EXERCISE
Write the entries out in full, matching them exactly.
____ EXERCISE INPUTS
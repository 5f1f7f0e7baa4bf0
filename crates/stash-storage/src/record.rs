//! Record schema declarations
//!
//! A `Record` declares its columns once; the manager derives table creation,
//! inserts, updates and selects from that declaration.

use rusqlite::types::{FromSql, Value, ValueRef};
use std::collections::HashMap;

use crate::error::StorageError;
use crate::query::quote_identifier;
use crate::Result;

#[derive(Debug, Clone, Copy, PartialEq, Eq)]
pub enum ColumnType {
    Integer,
    Real,
    Text,
    Blob,
}

impl ColumnType {
    pub fn sql(&self) -> &'static str {
        match self {
            ColumnType::Integer => "INTEGER",
            ColumnType::Real => "REAL",
            ColumnType::Text => "TEXT",
            ColumnType::Blob => "BLOB",
        }
    }
}

/// A declared column of a record type.
#[derive(Debug, Clone, Copy, PartialEq, Eq)]
pub struct Column {
    pub name: &'static str,
    pub kind: ColumnType,
    pub primary_key: bool,
    pub not_null: bool,
}

impl Column {
    pub const fn new(name: &'static str, kind: ColumnType) -> Self {
        Self {
            name,
            kind,
            primary_key: false,
            not_null: false,
        }
    }

    pub const fn primary_key(self) -> Self {
        Self {
            primary_key: true,
            ..self
        }
    }

    pub const fn not_null(self) -> Self {
        Self {
            not_null: true,
            ..self
        }
    }

    pub(crate) fn definition(&self) -> String {
        let mut def = format!("{} {}", quote_identifier(self.name), self.kind.sql());
        if self.primary_key {
            def.push_str(" PRIMARY KEY");
        }
        if self.not_null {
            def.push_str(" NOT NULL");
        }
        def
    }
}

/// A type that maps onto one table row.
///
/// `to_values` must yield one value per entry of `columns`, in the same order.
pub trait Record: Sized {
    /// Table used when inserting; conventionally the type name.
    fn table_name() -> &'static str;

    fn columns() -> &'static [Column];

    fn to_values(&self) -> Vec<Value>;

    /// Build a record from a row holding only the selected columns.
    fn from_row(row: &RecordRow) -> Result<Self>;

    fn column_names() -> Vec<&'static str> {
        Self::columns().iter().map(|column| column.name).collect()
    }

    fn column_index(name: &str) -> Option<usize> {
        Self::columns().iter().position(|column| column.name == name)
    }
}

/// One selected row, keyed by column name.
#[derive(Debug, Clone, Default, PartialEq)]
pub struct RecordRow {
    values: HashMap<String, Value>,
}

impl RecordRow {
    pub(crate) fn read(row: &rusqlite::Row<'_>, columns: &[&str]) -> rusqlite::Result<Self> {
        let mut values = HashMap::with_capacity(columns.len());
        for (index, name) in columns.iter().enumerate() {
            values.insert((*name).to_string(), row.get::<_, Value>(index)?);
        }
        Ok(Self { values })
    }

    pub fn contains(&self, column: &str) -> bool {
        self.values.contains_key(column)
    }

    pub fn value(&self, column: &str) -> Option<&Value> {
        self.values.get(column)
    }

    /// Decode a column; a column that was not selected reads as NULL.
    pub fn get<T: FromSql>(&self, column: &str) -> Result<T> {
        let raw = self
            .values
            .get(column)
            .map(ValueRef::from)
            .unwrap_or(ValueRef::Null);
        T::column_result(raw).map_err(|e| StorageError::Decode(format!("column `{column}`: {e}")))
    }

    /// Like `get`, but NULL and unselected columns yield `T::default()`.
    pub fn get_or_default<T: FromSql + Default>(&self, column: &str) -> Result<T> {
        match self.values.get(column) {
            None | Some(Value::Null) => Ok(T::default()),
            Some(_) => self.get(column),
        }
    }
}

impl From<HashMap<String, Value>> for RecordRow {
    fn from(values: HashMap<String, Value>) -> Self {
        Self { values }
    }
}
________
ANSWER SPACE
repository 5f1f7f0e7baa4bf0
filename crates/stash-storage/src/record.rs
//! Record schema declarations
//!
//! A `Record` declares its columns once; the manager derives table creation,
//! inserts, updates and selects from that declaration.

use rusqlite::types::{FromSql, Value, ValueRef};
use std::collections::HashMap;

use crate::error::StorageError;
use crate::query::quote_identifier;
use crate::Result;

#[derive(Debug, Clone, Copy, PartialEq, Eq)]
pub enum ColumnType {
    Integer,
    Real,
    Text,
    Blob,
}

impl ColumnType {
    pub fn sql(&self) -> &'static str {
        match self {
            ColumnType::Integer => "INTEGER",
            ColumnType::Real => "REAL",
            ColumnType::Text => "TEXT",
            ColumnType::Blob => "BLOB",
        }
    }
}

/// A declared column of a record type.
#[derive(Debug, Clone, Copy, PartialEq, Eq)]
pub struct Column {
    pub name: &'static str,
    pub kind: ColumnType,
    pub primary_key: bool,
    pub not_null: bool,
}

impl Column {
    pub const fn new(name: &'static str, kind: ColumnType) -> Self {
        Self {
            name,
            kind,
            primary_key: false,
            not_null: false,
        }
    }

    pub const fn primary_key(self) -> Self {
        Self {
            primary_key: true,
            ..self
        }
    }

    pub const fn not_null(self) -> Self {
        Self {
            not_null: true,
            ..self
        }
    }

    pub(crate) fn definition(&self) -> String {
        let mut def = format!("{} {}", quote_identifier(self.name), self.kind.sql());
        if self.primary_key {
            def.push_str(" PRIMARY KEY");
        }
        if self.not_null {
            def.push_str(" NOT NULL");
        }
        def
    }
}

/// A type that maps onto one table row.
///
/// `to_values` must yield one value per entry of `columns`, in the same order.
pub trait Record: Sized {
    /// Table used when inserting; conventionally the type name.
    fn table_name() -> &'static str;

    fn columns() -> &'static [Column];

    fn to_values(&self) -> Vec<Value>;

    /// Build a record from a row holding only the selected columns.
    fn from_row(row: &RecordRow) -> Result<Self>;

    fn column_names() -> Vec<&'static str> {
        Self::columns().iter().map(|column| column.name).collect()
    }

    fn column_index(name: &str) -> Option<usize> {
        Self::columns().iter().position(|column| column.name == name)
    }
}

/// One selected row, keyed by column name.
#[derive(Debug, Clone, Default, PartialEq)]
pub struct RecordRow {
    values: HashMap<String, Value>,
}

impl RecordRow {
    pub(crate) fn read(row: &rusqlite::Row<'_>, columns: &[&str]) -> rusqlite::Result<Self> {
        let mut values = HashMap::with_capacity(columns.len());
        for (index, name) in columns.iter().enumerate() {
            values.insert((*name).to_string(), row.get::<_, Value>(index)?);
        }
        Ok(Self { values })
    }

    pub fn contains(&self, column: &str) -> bool {
        self.values.contains_key(column)
    }

    pub fn value(&self, column: &str) -> Option<&Value> {
        self.values.get(column)
    }

    /// Decode a column; a column that was not selected reads as NULL.
    pub fn get<T: FromSql>(&self, column: &str) -> Result<T> {
        let raw = self
            .values
            .get(column)
            .map(ValueRef::from)
            .unwrap_or(ValueRef::Null);
        T::column_result(raw).map_err(|e| StorageError::Decode(format!("column `{column}`: {e}")))
    }

    /// Like `get`, but NULL and unselected columns yield `T::default()`.
    pub fn get_or_default<T: FromSql + Default>(&self, column: &str) -> Result<T> {
        match self.values.get(column) {
            None | Some(Value::Null) => Ok(T::default()),
            Some(_) => self.get(column),
        }
    }
}

impl From<HashMap<String, Value>> for RecordRow {
    fn from(values: HashMap<String, Value>) -> Self {
        Self { values }
    }
}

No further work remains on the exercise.